Najgorszy mecz: Lechma Start Gniezno - Dospel Włókniarz Częstochowa
Faworytów w tej kategorii było dwóch, jednak inauguracyjny blamaż ze Stelmet Falubazem można zapisać na konto "wpadek" Lechma Startu. Tymczasem pojedynek z Lwami należał do tych z cyklu "o wszystko".
W obu obozach przed tym meczem panowała spora mobilizacja - sytuacja Lechma Startu w tabeli już wtedy była nie najlepsza, natomiast Dospel Włókniarz chciał odrobić punkty stracone na swoim torze. Goście szybko wypracowali sobie przewagę, którą powiększali do końca zawodów. Ostatecznie wygrali je 55:35.
Część przedstawicieli gospodarzy zrzucała winę za porażkę na instytucję komisarza toru. - Po pierwsze mamy ten pieprz***, głupi przepis o komisarzu pojawiającym się na torze już 8 godzin przed meczem. Tylko w Polsce takie gów** może mieć miejsce. Nie możemy zrobić z nawierzchnią tego, co chcemy, a chcemy, żeby była do walki. Tak naprawdę nie możemy jednak narzekać na tor, po prostu nie znaleźliśmy odpowiednich ustawień - mówił trener Andersson.
W kompletnie innym tonie wypowiadał się broniący barw gości Grigorij Łaguta. - Byliśmy przygotowani na inny tor, o wiele twardszy, taki jak był tutaj zawsze. Jak jeszcze jeździłem dla Lokomotivu, to ciężko było wygrywać w Gnieźnie. Kiedy dziś przyjechałem i zobaczyłem tor,to stwierdziłem, że będzie on pasować mi, Emilowi i reszcie.
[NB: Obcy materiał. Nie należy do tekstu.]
//! In-memory resource catalog keyed by numeric id.
//!
//! # Invariants
//!
//! 1. **Single-pass interpolation**: `{token}` substitution walks the
//!    template once; substituted values are never re-expanded.
//!
//! 2. **Strict positional arguments**: a digits-only token (`{0}`, `{1}`)
//!    with no matching argument fails the lookup with `Format`. Anything
//!    else between braces is left in place.
//!
//! 3. **Kind mismatches resolve as not-found**: asking for a string array
//!    at an id that stores plain text (or vice versa) reports `NotFound`,
//!    the same as an absent id.
//!
//! # Failure Modes
//!
//! | Failure | Cause | Behavior |
//! |---------|-------|----------|
//! | Missing id | Never inserted | `NotFound` |
//! | Kind mismatch | e.g. `string_array` on a text entry | `NotFound` |
//! | Out-of-range `{n}` | Fewer arguments than the template uses | `Format` |
//! | Named token | `{name}` in a positional template | Left as-is |
//! | Unclosed brace | `{0` at end of template | Emitted as-is |

use reslate::{LookupError, ResourceId, Result, RichText, TextProvider};
use rustc_hash::FxHashMap;
use tracing::debug;

use crate::plural::{PluralForms, PluralRule};

/// One stored resource value.
#[derive(Clone, Debug, PartialEq, Eq)]
#[cfg_attr(feature = "serde", derive(serde::Serialize, serde::Deserialize))]
pub enum Entry {
    /// A string, possibly carrying styling spans.
    Text(RichText),
    /// Quantity templates selected by plural category.
    Plural(PluralForms),
    /// An ordered list of strings.
    Array(Vec<String>),
}

/// Id-keyed, single-locale resource store.
///
/// Implements the full [`TextProvider`] contract, which makes it both a
/// usable standalone provider and the natural inner layer for
/// [`Translated`](reslate::Translated).
///
/// ```
/// use reslate::{ResourceId, TextProvider};
/// use reslate_catalog::{Catalog, PluralForms};
///
/// let mut catalog = Catalog::for_locale("en");
/// catalog.insert_string(ResourceId(1), "Save file");
/// catalog.insert_plural(
///     ResourceId(2),
///     PluralForms::simple("{count} item", "{count} items"),
/// );
///
/// assert_eq!(catalog.string(ResourceId(1)).unwrap(), "Save file");
/// assert_eq!(catalog.plural(ResourceId(2), 5).unwrap(), "5 items");
/// assert_eq!(catalog.plural(ResourceId(2), 1).unwrap(), "1 item");
/// ```
#[derive(Clone, Debug, Default)]
#[cfg_attr(feature = "serde", derive(serde::Serialize, serde::Deserialize))]
pub struct Catalog {
    entries: FxHashMap<ResourceId, Entry>,
    rule: PluralRule,
}

impl Catalog {
    /// Empty catalog with the English plural rule.
    #[must_use]
    pub fn new() -> Self {
        Self::default()
    }

    /// Empty catalog with the plural rule for `tag` pre-selected.
    #[must_use]
    pub fn for_locale(tag: &str) -> Self {
        Self {
            entries: FxHashMap::default(),
            rule: PluralRule::for_locale(tag),
        }
    }

    /// Override the plural rule.
    pub fn set_plural_rule(&mut self, rule: PluralRule) {
        self.rule = rule;
    }

    /// The rule quantity lookups select with.
    #[must_use]
    pub fn plural_rule(&self) -> PluralRule {
        self.rule
    }

    /// Store a plain string at `id`.
    pub fn insert_string(&mut self, id: ResourceId, value: impl Into<String>) {
        self.entries.insert(id, Entry::Text(RichText::plain(value)));
    }

    /// Store rich text at `id`.
    pub fn insert_rich(&mut self, id: ResourceId, value: RichText) {
        self.entries.insert(id, Entry::Text(value));
    }

    /// Store quantity templates at `id`.
    pub fn insert_plural(&mut self, id: ResourceId, forms: PluralForms) {
        self.entries.insert(id, Entry::Plural(forms));
    }

    /// Store a string array at `id`.
    pub fn insert_array<I, S>(&mut self, id: ResourceId, values: I)
    where
        I: IntoIterator<Item = S>,
        S: Into<String>,
    {
        let values = values.into_iter().map(Into::into).collect();
        self.entries.insert(id, Entry::Array(values));
    }

    /// The entry stored at `id`, whatever its kind.
    #[must_use]
    pub fn entry(&self, id: ResourceId) -> Option<&Entry> {
        self.entries.get(&id)
    }

    /// Number of stored entries.
    #[must_use]
    pub fn len(&self) -> usize {
        self.entries.len()
    }

    /// True when nothing is stored.
    #[must_use]
    pub fn is_empty(&self) -> bool {
        self.entries.is_empty()
    }

    /// Stored ids, in arbitrary order.
    pub fn ids(&self) -> impl Iterator<Item = ResourceId> + '_ {
        self.entries.keys().copied()
    }

    fn lookup(&self, id: ResourceId) -> Result<&Entry> {
        self.entries.get(&id).ok_or_else(|| {
            debug!(id = %id, "no entry for resource");
            LookupError::NotFound { id }
        })
    }
}

impl TextProvider for Catalog {
    fn string(&self, id: ResourceId) -> Result<String> {
        match self.lookup(id)? {
            Entry::Text(text) => Ok(text.plain_text().to_owned()),
            Entry::Plural(forms) => Ok(forms.other.clone()),
            Entry::Array(_) => {
                debug!(id = %id, "entry holds an array, plain lookup fails");
                Err(LookupError::NotFound { id })
            }
        }
    }

    fn format(&self, id: ResourceId, args: &[&str]) -> Result<String> {
        let template = self.string(id)?;
        interpolate_positional(id, &template, args)
    }

    fn text(&self, id: ResourceId) -> Result<RichText> {
        match self.lookup(id)? {
            Entry::Text(text) => Ok(text.clone()),
            Entry::Plural(forms) => Ok(RichText::plain(forms.other.clone())),
            Entry::Array(_) => {
                debug!(id = %id, "entry holds an array, rich lookup fails");
                Err(LookupError::NotFound { id })
            }
        }
    }

    fn text_or(&self, id: ResourceId, default: RichText) -> RichText {
        self.text(id).unwrap_or(default)
    }

    fn plural(&self, id: ResourceId, count: i64) -> Result<String> {
        let template = match self.lookup(id)? {
            Entry::Plural(forms) => forms.select(self.rule.categorize(count)),
            // A plain entry answers for every quantity.
            Entry::Text(text) => text.plain_text(),
            Entry::Array(_) => {
                debug!(id = %id, "entry holds an array, quantity lookup fails");
                return Err(LookupError::NotFound { id });
            }
        };
        Ok(interpolate_named(template, &[("count", &count.to_string())]))
    }

    fn string_array(&self, id: ResourceId) -> Result<Vec<String>> {
        match self.lookup(id)? {
            Entry::Array(values) => Ok(values.clone()),
            _ => {
                debug!(id = %id, "entry does not hold an array");
                Err(LookupError::NotFound { id })
            }
        }
    }
}

/// Replace digits-only `{n}` tokens with the n-th argument.
///
/// Single pass. Tokens that are not pure decimal digits are left in place;
/// a digits-only token with no matching argument fails with
/// [`LookupError::Format`]. Extra arguments are ignored.
fn interpolate_positional(id: ResourceId, template: &str, args: &[&str]) -> Result<String> {
    let mut result = String::with_capacity(template.len());
    let mut chars = template.chars();

    while let Some(ch) = chars.next() {
        if ch != '{' {
            result.push(ch);
            continue;
        }

        let mut token = String::new();
        let mut found_close = false;
        for c in chars.by_ref() {
            if c == '}' {
                found_close = true;
                break;
            }
            token.push(c);
        }

        if !found_close {
            // Unclosed brace: emit as-is
            result.push('{');
            result.push_str(&token);
            continue;
        }

        let positional = !token.is_empty() && token.bytes().all(|b| b.is_ascii_digit());
        if positional {
            let value = token
                .parse::<usize>()
                .ok()
                .and_then(|index| args.get(index).copied());
            match value {
                Some(v) => result.push_str(v),
                None => {
                    return Err(LookupError::format(
                        id,
                        format!("no argument for token {{{token}}} ({} supplied)", args.len()),
                    ));
                }
            }
        } else {
            // Not positional: leave the token as-is
            result.push('{');
            result.push_str(&token);
            result.push('}');
        }
    }

    Ok(result)
}

/// Replace `{name}` tokens from a name/value list.
///
/// Single pass; tokens without a matching name are left as-is.
fn interpolate_named(template: &str, args: &[(&str, &str)]) -> String {
    let mut result = String::with_capacity(template.len());
    let mut chars = template.chars();

    while let Some(ch) = chars.next() {
        if ch != '{' {
            result.push(ch);
            continue;
        }

        let mut token = String::new();
        let mut found_close = false;
        for c in chars.by_ref() {
            if c == '}' {
                found_close = true;
                break;
            }
            token.push(c);
        }

        if !found_close {
            result.push('{');
            result.push_str(&token);
            continue;
        }

        if let Some(&(_, value)) = args.iter().find(|&&(name, _)| name == token) {
            result.push_str(value);
        } else {
            result.push('{');
            result.push_str(&token);
            result.push('}');
        }
    }

    result
}
#![forbid(unsafe_code)]

//! In-memory string resource catalog behind the `reslate` provider contract.
//!
//! # Role in reslate
//! `reslate-catalog` is the reference storage layer: an id-keyed,
//! single-locale store that implements
//! [`TextProvider`](reslate::TextProvider) in full, including positional
//! interpolation for formatted lookups, CLDR-style plural selection, and
//! string arrays.
//!
//! # How it fits in the system
//! Applications can use [`Catalog`] directly, or wrap it in
//! [`Translated`](reslate::Translated) to get the same lookups with every
//! resolved string routed through a translation service. The crate depends
//! only on the contract, never the other way around, so any other backend
//! can replace it without touching callers.

pub mod catalog;
pub mod plural;

pub use catalog::{Catalog, Entry};
pub use plural::{PluralCategory, PluralForms, PluralRule};
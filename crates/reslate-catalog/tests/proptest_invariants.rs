//! Property-based invariant tests for plural selection, interpolation,
//! and the translating wrapper:
//!
//! 1.  Every built-in plural rule always returns a valid PluralCategory
//! 2.  Plural rules are deterministic: same count → same category
//! 3.  CJK always returns Other for any count
//! 4.  English: One for ±1, Other otherwise
//! 5.  French: One for |n| <= 1, Other otherwise
//! 6.  Negative counts use absolute value for built-in rules
//! 7.  Interpolation with no tokens is identity
//! 8.  Interpolation is single-pass (no recursive substitution)
//! 9.  Non-positional tokens survive formatting untouched
//! 10. PluralForms::select always returns a non-empty form for One/Other
//! 11. Missing ids fail every fallible lookup and fall back on text_or
//! 12. Quantity lookups inject the count value
//! 13. for_locale never panics on arbitrary strings
//! 14. Wrapped lookup equals translate(direct lookup)
//! 15. Failed lookups never reach the translation service

use std::sync::Arc;
use std::sync::atomic::{AtomicUsize, Ordering};

use proptest::prelude::*;
use reslate::{LookupError, ResourceId, RichText, TextProvider, Translate, Translated};
use reslate_catalog::{Catalog, PluralCategory, PluralForms, PluralRule};

// ── Helpers ──────────────────────────────────────────────────────────

fn all_built_in_rules() -> Vec<PluralRule> {
    vec![
        PluralRule::English,
        PluralRule::French,
        PluralRule::Russian,
        PluralRule::Polish,
        PluralRule::Arabic,
        PluralRule::CJK,
    ]
}

fn is_valid_category(cat: PluralCategory) -> bool {
    matches!(
        cat,
        PluralCategory::Zero
            | PluralCategory::One
            | PluralCategory::Two
            | PluralCategory::Few
            | PluralCategory::Many
            | PluralCategory::Other
    )
}

struct Upper;

impl Translate for Upper {
    fn translate(&self, text: &str) -> String {
        text.to_uppercase()
    }
}

#[derive(Default)]
struct Counting(AtomicUsize);

impl Counting {
    fn calls(&self) -> usize {
        self.0.load(Ordering::SeqCst)
    }
}

impl Translate for Counting {
    fn translate(&self, text: &str) -> String {
        self.0.fetch_add(1, Ordering::SeqCst);
        text.to_owned()
    }
}

// ═════════════════════════════════════════════════════════════════════════
// 1. Every built-in rule returns a valid category
// ═════════════════════════════════════════════════════════════════════════

proptest! {
    #[test]
    fn all_rules_return_valid_category(count in any::<i64>()) {
        for rule in all_built_in_rules() {
            let cat = rule.categorize(count);
            prop_assert!(
                is_valid_category(cat),
                "rule {:?} returned invalid category {:?} for count {}",
                rule, cat, count
            );
        }
    }
}

// ═════════════════════════════════════════════════════════════════════════
// 2. Plural rules are deterministic
// ═════════════════════════════════════════════════════════════════════════

proptest! {
    #[test]
    fn plural_rules_deterministic(count in any::<i64>()) {
        for rule in all_built_in_rules() {
            let a = rule.categorize(count);
            let b = rule.categorize(count);
            prop_assert_eq!(a, b, "rule {:?} non-deterministic for count {}", rule, count);
        }
    }
}

// ═════════════════════════════════════════════════════════════════════════
// 3. CJK always returns Other
// ═════════════════════════════════════════════════════════════════════════

proptest! {
    #[test]
    fn cjk_always_other(count in any::<i64>()) {
        let cat = PluralRule::CJK.categorize(count);
        prop_assert_eq!(cat, PluralCategory::Other, "CJK should always return Other");
    }
}

// ═════════════════════════════════════════════════════════════════════════
// 4. English: One for ±1, Other for everything else
// ═════════════════════════════════════════════════════════════════════════

proptest! {
    #[test]
    fn english_one_or_other(count in any::<i64>()) {
        let cat = PluralRule::English.categorize(count);
        if count == 1 || count == -1 {
            prop_assert_eq!(cat, PluralCategory::One);
        } else {
            prop_assert_eq!(cat, PluralCategory::Other);
        }
    }
}

// ═════════════════════════════════════════════════════════════════════════
// 5. French: One for |n| <= 1
// ═════════════════════════════════════════════════════════════════════════

proptest! {
    #[test]
    fn french_zero_and_one_are_singular(count in any::<i64>()) {
        let cat = PluralRule::French.categorize(count);
        if count.unsigned_abs() <= 1 {
            prop_assert_eq!(cat, PluralCategory::One, "French: |{}| <= 1 should be One", count);
        } else {
            prop_assert_eq!(cat, PluralCategory::Other, "French: |{}| > 1 should be Other", count);
        }
    }
}

// ═════════════════════════════════════════════════════════════════════════
// 6. Negative counts use absolute value
// ═════════════════════════════════════════════════════════════════════════

proptest! {
    #[test]
    fn negative_matches_positive(count in 0i64..=100_000) {
        for rule in all_built_in_rules() {
            let pos = rule.categorize(count);
            let neg = rule.categorize(-count);
            prop_assert_eq!(
                pos, neg,
                "rule {:?}: categorize({}) != categorize({})",
                rule, count, -count
            );
        }
    }
}

// ═════════════════════════════════════════════════════════════════════════
// 7. Interpolation with no tokens is identity
// ═════════════════════════════════════════════════════════════════════════

proptest! {
    #[test]
    fn formatting_without_tokens_is_identity(text in "[a-zA-Z0-9 .,!?]*") {
        let mut catalog = Catalog::new();
        catalog.insert_string(ResourceId(1), text.as_str());
        let result = catalog.format(ResourceId(1), &[]).unwrap();
        prop_assert_eq!(result, text);
    }
}

// ═════════════════════════════════════════════════════════════════════════
// 8. Interpolation is single-pass (no recursive substitution)
// ═════════════════════════════════════════════════════════════════════════

#[test]
fn interpolation_not_recursive() {
    let mut catalog = Catalog::new();
    catalog.insert_string(ResourceId(1), "Hello {0}!");

    // A substituted value that itself looks like a token must not be
    // re-expanded (or rejected) on a second pass.
    let result = catalog.format(ResourceId(1), &["{0}"]).unwrap();
    assert_eq!(result, "Hello {0}!");

    let result2 = catalog.format(ResourceId(1), &["{9}"]).unwrap();
    assert_eq!(result2, "Hello {9}!");
}

// ═════════════════════════════════════════════════════════════════════════
// 9. Non-positional tokens survive formatting untouched
// ═════════════════════════════════════════════════════════════════════════

proptest! {
    #[test]
    fn named_tokens_are_preserved(name in "[a-z]{1,10}") {
        let template = format!("Value: {{{name}}}");
        let mut catalog = Catalog::new();
        catalog.insert_string(ResourceId(1), template.as_str());
        let result = catalog.format(ResourceId(1), &["spare"]).unwrap();
        prop_assert_eq!(result, template);
    }
}

// ═════════════════════════════════════════════════════════════════════════
// 10. PluralForms::select always returns a form for One/Other
// ═════════════════════════════════════════════════════════════════════════

proptest! {
    #[test]
    fn plural_forms_select_never_empty(
        one in "[a-z]{1,20}",
        other in "[a-z]{1,20}",
    ) {
        let forms = PluralForms {
            one: one.clone(),
            other: other.clone(),
            ..Default::default()
        };
        let categories = [
            PluralCategory::Zero,
            PluralCategory::One,
            PluralCategory::Two,
            PluralCategory::Few,
            PluralCategory::Many,
            PluralCategory::Other,
        ];
        for cat in categories {
            let selected = forms.select(cat);
            prop_assert!(!selected.is_empty(), "select({:?}) returned empty", cat);
            match cat {
                PluralCategory::One => prop_assert_eq!(selected, one.as_str()),
                PluralCategory::Other => prop_assert_eq!(selected, other.as_str()),
                _ => prop_assert_eq!(selected, other.as_str(), "missing form should fall back to other"),
            }
        }
    }
}

// ═════════════════════════════════════════════════════════════════════════
// 11. Missing ids fail every fallible lookup
// ═════════════════════════════════════════════════════════════════════════

proptest! {
    #[test]
    fn missing_id_fails_everywhere(raw in any::<u32>()) {
        let catalog = Catalog::new();
        let id = ResourceId(raw);
        let expected = Err(LookupError::not_found(id));

        prop_assert_eq!(catalog.string(id), expected.clone());
        prop_assert_eq!(catalog.format(id, &["x"]), expected.clone());
        prop_assert_eq!(catalog.text(id), Err(LookupError::not_found(id)));
        prop_assert_eq!(catalog.plural(id, 1), expected.clone());
        prop_assert_eq!(catalog.string_array(id), Err(LookupError::not_found(id)));
        prop_assert_eq!(
            catalog.text_or(id, RichText::plain("fallback")),
            RichText::plain("fallback")
        );
    }
}

// ═════════════════════════════════════════════════════════════════════════
// 12. Quantity lookups inject the count value
// ═════════════════════════════════════════════════════════════════════════

proptest! {
    #[test]
    fn plural_injects_count(count in -1000i64..=1000) {
        let mut catalog = Catalog::new();
        catalog.insert_plural(
            ResourceId(1),
            PluralForms::simple("{count} item", "{count} items"),
        );

        let text = catalog.plural(ResourceId(1), count).unwrap();
        prop_assert!(
            text.contains(&count.to_string()),
            "plural result '{}' should contain count '{}'",
            text, count
        );
    }
}

// ═════════════════════════════════════════════════════════════════════════
// 13. for_locale never panics on arbitrary strings
// ═════════════════════════════════════════════════════════════════════════

proptest! {
    #[test]
    fn for_locale_never_panics(locale in ".*") {
        let _rule = PluralRule::for_locale(&locale);
        // Just verify no panic
    }
}

// ═════════════════════════════════════════════════════════════════════════
// 14. Wrapped lookup equals translate(direct lookup)
// ═════════════════════════════════════════════════════════════════════════

proptest! {
    #[test]
    fn wrapper_commutes_with_direct_lookup(value in "[a-zA-Z0-9 .,!?]*") {
        let mut catalog = Catalog::new();
        catalog.insert_string(ResourceId(1), value.as_str());

        let direct = catalog.string(ResourceId(1)).unwrap();
        let wrapper = Translated::new(catalog, Upper);

        prop_assert_eq!(
            wrapper.string(ResourceId(1)).unwrap(),
            Upper.translate(&direct)
        );
    }
}

// ═════════════════════════════════════════════════════════════════════════
// 15. Failed lookups never reach the translation service
// ═════════════════════════════════════════════════════════════════════════

proptest! {
    #[test]
    fn failures_bypass_the_service(raw in any::<u32>()) {
        let service = Arc::new(Counting::default());
        let wrapper = Translated::with_service(
            Catalog::new(),
            service.clone() as Arc<dyn Translate>,
        );
        let id = ResourceId(raw);

        prop_assert!(wrapper.string(id).is_err());
        prop_assert!(wrapper.format(id, &[]).is_err());
        prop_assert!(wrapper.text(id).is_err());
        prop_assert!(wrapper.plural(id, 2).is_err());
        prop_assert!(wrapper.string_array(id).is_err());
        prop_assert_eq!(service.calls(), 0);
    }
}
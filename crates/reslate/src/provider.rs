//! The text-lookup contract and its error taxonomy.
//!
//! A [`TextProvider`] resolves opaque [`ResourceId`]s into text. The trait
//! covers the full lookup surface an application sees: plain strings,
//! formatted strings, rich text, rich text with a fallback, quantity
//! strings, and string arrays. Storage backends implement it directly;
//! [`Translated`](crate::Translated) implements it by wrapping another
//! provider.

use std::fmt;
use std::sync::Arc;

use thiserror::Error;

use crate::text::RichText;

/// Crate-wide result alias for lookup operations.
pub type Result<T> = std::result::Result<T, LookupError>;

/// Opaque handle for one resource entry.
///
/// Ids are assigned by whatever produced the resource table; the lookup
/// layer never interprets them beyond equality. Rendered in hex, the way
/// resource tables conventionally print them.
///
/// ```
/// use reslate::ResourceId;
///
/// let id = ResourceId(0x7f04_0011);
/// assert_eq!(id.to_string(), "0x7f040011");
/// ```
#[derive(Clone, Copy, Debug, Default, PartialEq, Eq, PartialOrd, Ord, Hash)]
#[cfg_attr(feature = "serde", derive(serde::Serialize, serde::Deserialize))]
#[repr(transparent)]
pub struct ResourceId(pub u32);

impl fmt::Display for ResourceId {
    fn fmt(&self, f: &mut fmt::Formatter<'_>) -> fmt::Result {
        write!(f, "0x{:08x}", self.0)
    }
}

impl From<u32> for ResourceId {
    fn from(raw: u32) -> Self {
        Self(raw)
    }
}

/// Failure modes of a lookup.
///
/// Wrappers are required to pass these through unchanged, so callers can
/// match on them without caring how many layers sit between them and the
/// storage backend.
#[derive(Clone, Debug, Error, PartialEq, Eq)]
pub enum LookupError {
    /// No entry exists for the id, or the entry cannot satisfy the
    /// requested shape (e.g. asking for a string array at an id that
    /// stores a plain string).
    #[error("resource {id} not found")]
    NotFound { id: ResourceId },

    /// A formatted lookup resolved its template but failed while
    /// substituting arguments into it.
    #[error("resource {id} failed to format: {reason}")]
    Format { id: ResourceId, reason: String },
}

impl LookupError {
    /// Shorthand for the not-found case.
    #[must_use]
    pub fn not_found(id: ResourceId) -> Self {
        Self::NotFound { id }
    }

    /// Build a substitution failure for `id`.
    #[must_use]
    pub fn format(id: ResourceId, reason: impl Into<String>) -> Self {
        Self::Format {
            id,
            reason: reason.into(),
        }
    }

    /// The id the failed lookup was for.
    #[must_use]
    pub fn id(&self) -> ResourceId {
        match self {
            Self::NotFound { id } | Self::Format { id, .. } => *id,
        }
    }
}

/// The text-lookup contract.
///
/// One implementor is the storage backend itself; another is any wrapper
/// that decorates a provider while presenting the same surface. The
/// contract deliberately says nothing about where text lives or how
/// templates are written. Substitution in [`format`](Self::format) belongs
/// to the provider: callers hand over pre-rendered argument values in
/// positional order and receive the finished string.
pub trait TextProvider {
    /// Resolve `id` to its plain string value.
    fn string(&self, id: ResourceId) -> Result<String>;

    /// Resolve `id` to a template and substitute `args` into it.
    ///
    /// `args` are pre-rendered values in positional order. Substitution
    /// failures surface as [`LookupError::Format`].
    fn format(&self, id: ResourceId, args: &[&str]) -> Result<String>;

    /// Resolve `id` to its rich value, styling spans included.
    fn text(&self, id: ResourceId) -> Result<RichText>;

    /// Resolve `id` to its rich value, or hand back `default` when the id
    /// does not resolve. Total: this operation never reports not-found.
    fn text_or(&self, id: ResourceId, default: RichText) -> RichText;

    /// Resolve `id` to the string for the quantity `count`.
    ///
    /// Negative counts select the same way as their absolute value.
    fn plural(&self, id: ResourceId, count: i64) -> Result<String>;

    /// Resolve `id` to an array of strings.
    fn string_array(&self, id: ResourceId) -> Result<Vec<String>>;
}

impl<P: TextProvider + ?Sized> TextProvider for &P {
    fn string(&self, id: ResourceId) -> Result<String> {
        (**self).string(id)
    }

    fn format(&self, id: ResourceId, args: &[&str]) -> Result<String> {
        (**self).format(id, args)
    }

    fn text(&self, id: ResourceId) -> Result<RichText> {
        (**self).text(id)
    }

    fn text_or(&self, id: ResourceId, default: RichText) -> RichText {
        (**self).text_or(id, default)
    }

    fn plural(&self, id: ResourceId, count: i64) -> Result<String> {
        (**self).plural(id, count)
    }

    fn string_array(&self, id: ResourceId) -> Result<Vec<String>> {
        (**self).string_array(id)
    }
}

impl<P: TextProvider + ?Sized> TextProvider for Box<P> {
    fn string(&self, id: ResourceId) -> Result<String> {
        (**self).string(id)
    }

    fn format(&self, id: ResourceId, args: &[&str]) -> Result<String> {
        (**self).format(id, args)
    }

    fn text(&self, id: ResourceId) -> Result<RichText> {
        (**self).text(id)
    }

    fn text_or(&self, id: ResourceId, default: RichText) -> RichText {
        (**self).text_or(id, default)
    }

    fn plural(&self, id: ResourceId, count: i64) -> Result<String> {
        (**self).plural(id, count)
    }

    fn string_array(&self, id: ResourceId) -> Result<Vec<String>> {
        (**self).string_array(id)
    }
}

impl<P: TextProvider + ?Sized> TextProvider for Arc<P> {
    fn string(&self, id: ResourceId) -> Result<String> {
        (**self).string(id)
    }

    fn format(&self, id: ResourceId, args: &[&str]) -> Result<String> {
        (**self).format(id, args)
    }

    fn text(&self, id: ResourceId) -> Result<RichText> {
        (**self).text(id)
    }

    fn text_or(&self, id: ResourceId, default: RichText) -> RichText {
        (**self).text_or(id, default)
    }

    fn plural(&self, id: ResourceId, count: i64) -> Result<String> {
        (**self).plural(id, count)
    }

    fn string_array(&self, id: ResourceId) -> Result<Vec<String>> {
        (**self).string_array(id)
    }
}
Cieszę się z tej wygranej i punktu bonusowego. Takie zawody były nam potrzebne - komentował.
Budżet: ok. 6 milionów złotych
Gnieźnieński klub musiał radzić sobie bez wsparcia wielkich sponsorów. Sponsorem tytularnym była firma Lechma, jednak trudno porównywać jej możliwości finansowe z takimi gigantami jak np. PGE. W tej sytuacji działacze bazowali przede wszystkim na drobniejszych darczyńcach oraz wpływach z biletów.
Wydatki poniesione na zawodników złożyły się na sumę nieco ponad 5 milionów złotych, co stanowiło ok. 84 proc. budżetu. Już teraz wiadomo, że nie uda się zamknąć roku finansowego "na zero". - Na końcu roku bilansowego będziemy oscylować wokół kwoty ok. 1,5 miliona złotych. W dniu dzisiejszym jest to kwota wyższa, wyższa nawet niż 2 miliony - powiedział prezes Rusiecki.
Plany na sezon 2014: Odzyskać stabilność finansową
Nic nie wskazuje na to, aby Lechma Start miał szybko bić się o powrót do Enea Ekstraligi. Wszystko wskazuje na to, że sezon 2014 poświęcony będzie przede wszystkim spłacaniu zobowiązań powstałych w tym roku. - Trzeba być przygotowanym na to, że przed nami nieco chudsze lata - przyznał Rusiecki.
Ambicją zespołu ma być walka o pierwszą czwórkę. Na chwilę obecną praktycznie pewni miejsca w składzie mogą być Adrian Gała i Damian Adamczak. Z zespołu niemal na pewno odejdzie Oskar Fajfer. Działacze chętnie zatrzymaliby Pedersena, Lindbaecka i Ułamka, jednak wszystko zależy od możliwości finansowych klubu.